Dataset entries:
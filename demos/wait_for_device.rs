//! Wait for a simulated Myo to pair, then query it.
//!
//! Usage: cargo run --example wait_for_device

use myo::sim::SimEngine;
use myo::{Hub, HubConfig, Listener, UnlockType};
use std::thread;
use std::time::Duration;

fn main() {
    env_logger::init();

    let engine = SimEngine::new();
    let remote = engine.remote();

    let hub = match Hub::with_config(HubConfig::from_env("com.example.wait-for-device"), engine) {
        Ok(h) => h,
        Err(e) => {
            eprintln!("Failed to create hub: {}", e);
            std::process::exit(1);
        }
    };

    let listener = Listener::new()
        .on_connect(|myo, _, firmware| {
            println!("Connected {:?}  firmware {}", myo, firmware);
            Ok(())
        })
        .on_rssi(|_, _, rssi| {
            println!("RSSI:     {} dBm", rssi);
            Ok(())
        })
        .on_battery_level(|_, _, level| {
            println!("Battery:  {}%", level);
            Ok(())
        });
    if let Err(e) = hub.add_listener(listener) {
        eprintln!("Failed to add listener: {}", e);
        std::process::exit(1);
    }

    // Pair a device shortly after we start waiting.
    thread::spawn(move || {
        thread::sleep(Duration::from_millis(300));
        let device = remote.pair();
        remote.set_battery(device, 87);
        remote.set_rssi(device, -61);
    });

    println!("Waiting for a Myo (10s)...");
    let myo = match hub.wait_for_device(Duration::from_secs(10)) {
        Ok(Some(myo)) => myo,
        Ok(None) => {
            eprintln!("No Myo found");
            std::process::exit(1);
        }
        Err(e) => {
            eprintln!("Error: {}", e);
            std::process::exit(1);
        }
    };
    println!("Found:    {:?}", myo);

    let queries = myo
        .request_rssi()
        .and_then(|_| myo.request_battery_level())
        .and_then(|_| myo.unlock(UnlockType::Hold));
    if let Err(e) = queries {
        eprintln!("Command failed: {}", e);
    }

    if let Err(e) = hub.run(Duration::from_millis(100)) {
        eprintln!("Error: {}", e);
    }
    if let Err(e) = hub.release() {
        eprintln!("Failed to release hub: {}", e);
    }
}
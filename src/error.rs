use crate::engine::EngineError;
use crate::listener::ListenerId;
use crate::types::Capabilities;

/// Boxed error returned by listener handlers.
pub type HandlerError = Box<dyn std::error::Error + Send + Sync + 'static>;

/// Errors that can occur when interacting with a hub or a Myo.
#[derive(Debug, thiserror::Error)]
pub enum MyoError {
    /// The application identifier was rejected before reaching the engine.
    #[error("Invalid application identifier: {reason}")]
    InvalidApplicationId { reason: &'static str },

    #[error("Failed to initialise hub: {0}")]
    EngineInit(#[source] EngineError),

    #[error("Hub has been released")]
    Released,

    #[error("Hub is already in use by another call")]
    ConcurrentUse,

    #[error("Listener {0} is already registered")]
    DuplicateListener(ListenerId),

    #[error("Listener handler for {kind:?} failed: {source}")]
    Listener {
        kind: Capabilities,
        #[source]
        source: HandlerError,
    },

    #[error("Engine error: {0}")]
    Engine(#[from] EngineError),
}

impl MyoError {
    /// True for failures detected locally, before any engine call.
    pub fn is_validation(&self) -> bool {
        matches!(self, MyoError::InvalidApplicationId { .. })
    }
}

What needs to be done: Among the lines of the listing above, which ones contain the word "before"? Show them.

Written solution:
    /// The application identifier was rejected before reaching the engine.
    /// True for failures detected locally, before any engine call.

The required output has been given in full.